Technology Can Help Small Practices Manage Quality Assurance

Tom Giannulli MD, MS
Tom Giannulli

Guest post by Tom Giannulli, MD, MS, chief medical information officer, Kareo

Quality assurance (QA) in healthcare is exactly what the name implies — the process of implementing programs to improve and assure quality care for patients. In a hospital, these programs are often quite robust and monitored closely, but in a small practice, the picture can be quite different.

Smaller practices have limited resources and staff. There is already a huge burden to stay compliant in so many areas while keeping up changes to reimbursement and other programs like meaningful use. Often, there isn’t much time left over for QA.

Unfortunately, measuring and monitoring patient satisfaction and outcomes is becoming more important as reimbursement shifts to a more value-based model and patient expectations change. Whereas patients once stayed with the same doctor forever, now the majority would change providers for a wide range of reasons. While 80 percent of healthcare providers think that patients depart because of relocation or change in insurance, the reality is far different. Nearly 60 percent of patients switch physicians because of better service or treatment from a new provider.

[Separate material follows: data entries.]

//! Passport: per-request diagnostic timeline.
//!
//! # Data Flow
//! ```text
//! Transport accepts request → NEW, IN_REQ_* states
//!     → FilterChain records FILTERS_<TYPE>_START/END
//!     → ProxyEndpoint records ORIGIN_CONN_ACQUIRE_*, ORIGIN_RETRY_START, IN_RESP_*
//!     → Debug filter / access log render the text form
//! ```
//!
//! # Design Decisions
//! - Offsets come from a monotonic clock; only creation time is wall-clock
//! - Missing states yield zero durations rather than errors
//! - Per-chunk content states can be suppressed by configuration

pub mod state;
pub mod timeline;

pub use state::PassportState;
pub use timeline::{Passport, PassportParseError, StartAndEnd, StateTime};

For practices that are stretched for time, dollars and staff, technology can play a valuable role in improving the patient experience, compliance, and outcomes. Ultimately as the industry shifts to value-based reimbursement it can also help the practice improve revenue. Here’s how:

1. Practice marketing solutions can help you quickly and easily survey patients to identify areas of concern. Then, you can continue to provide an email or text follow up survey after patient visits to monitor how the practice is doing at improving these issues.

2. An EHR can help in several ways. First, it provides preventive and chronic care recommendations so providers don’t miss anything. For diabetes patients, the provider will get a trigger reminding him or her to do a foot check. For a 50-year-old adult there will be a reminder to do a colonoscopy. The template can also trigger providers to ask key questions to qualify for Meaningful Use and pay-for-performance dollars like, “Do you smoke?” Finally, the EHR allows providers to print visit summaries and patient education materials to help with patient compliance.

3. A patient portal allows patients the ability to go back and view medical records and communicate securely with providers. Two third of patients say they would switch providers for access to online medical records and the same number say they would be more loyal to their provider if there was a portal. This tool can play a key role in patient satisfaction.

4. Technology can also be used to implement recall programs to ensure that patients with chronic conditions get in for their follow-up visits and vaccinations.

5. Finally, there is even software that is specifically designed to help you track and manage quality assurance if you are so inclined. And if you practice is really struggling with patient satisfaction and outcomes, this may be worth the investment.

The important thing to remember is that using a good EHR, practice marketing solution or even a system designed to manage QA is great, but it is just one piece of the puzzle. You can’t automate customer service or bedside manner. Personal interaction plays a vital role in QA. However, as the cost of technology goes down and ease of use goes up, it can be very helpful in identifying problems and beginning to solve them.